Fig 6. FACS analysis of B cell development in 12-week-old WT and Glipr1^-/- mice.

Single cell suspensions from the BM and spleen were obtained from 12-week-old Glipr1^-/- mice and WT control mice. The cells were stained with anti-B220, anti-IgM and anti-CD138 antibodies and analysed by flow cytometry. BM cells were gated, as represented in (A), to show the percentage of total B cells (B220⁺; B), pre-pro B cells (B220^lowIgM^-; C), immature B cells (B220^lowIgM⁺; D), mature B cells (B220^highIgM^low; E) and PCs (B220^-IgM^-CD138⁺; F) among total leukocytes. Spleen cells were gated, as represented in (G), to show the percentage of total B cells (H) and PCs (I) among total leukocytes.

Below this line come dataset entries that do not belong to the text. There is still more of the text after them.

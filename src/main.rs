use clap::Parser;
use tracing_subscriber::EnvFilter;

use repolens::config::Config;
use repolens::server;

#[derive(Parser)]
#[command(name = "repolens", version, about = "GitHub repository analysis API")]
struct Cli {
    /// Port to listen on (overrides PORT)
    #[arg(short, long)]
    port: Option<u16>,

    /// SQLite database path (overrides DATABASE_URL)
    #[arg(long)]
    db_path: Option<String>,

    /// Enable debug logging
    #[arg(short, long)]
    verbose: bool,

    /// Force development mode (permissive CORS) regardless of ENVIRONMENT
    #[arg(long)]
    dev: bool,
}

#[tokio::main]
async fn main() -> anyhow::Result<()> {
    dotenvy::dotenv().ok();
    let cli = Cli::parse();
    init_tracing(cli.verbose);

    let mut config = Config::from_env()?;
    if let Some(port) = cli.port {
        config.port = port;
    }
    if let Some(path) = cli.db_path {
        config.database_path = path;
    }
    if cli.dev {
        config.environment = "development".to_string();
    }

    server::start_server(config).await
}

fn init_tracing(verbose: bool) {
    let default_filter = if verbose {
        "repolens=debug,tower_http=debug"
    } else {
        "repolens=info"
    };
    tracing_subscriber::fmt()
        .with_env_filter(
            EnvFilter::try_from_default_env().unwrap_or_else(|_| EnvFilter::new(default_filter)),
        )
        .init();
}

Graphs depict the mean ± SEM of n = 12 (B-F) or n = 9 (H&I) mice per genotype. *P < 0.05, Mann-Whitney U test.

Fig 7. Glipr1 knockout does not affect B cell or PC populations in 12-month-old mice.

BM and spleen cells were prepared from 12-month-old Glipr1^-/- and WT control mice. Resultant single cell suspensions were stained with anti-B220, anti-IgM and anti-CD138 antibodies and analysed by flow cytometry. BM cells were gated to show the percentage of total B cells (B220⁺; A), pre-pro B cells (B220^lowIgM^-; B), immature B cells (B220^lowIgM⁺; C), mature B cells (B220^highIgM^low; D) and PCs (B220^-IgM^-CD138⁺; E) among total leukocytes. Spleen cells were gated to show the percentage of total B cells (F) and PCs (G) among total leukocytes. Graphs depict the mean ± SEM of n = 10 mice per genotype. (H) Serum was collected by tail bleed from 12-month-old Glipr1^-/- mice and WT control mice and the presence of M-spikes was determined using SPEP (n = 10 mice per genotype). The SPEP gels are shown with the position of the albumin and globulin components of the serum indicated by brackets. * = mice with an M-spike by densitometry.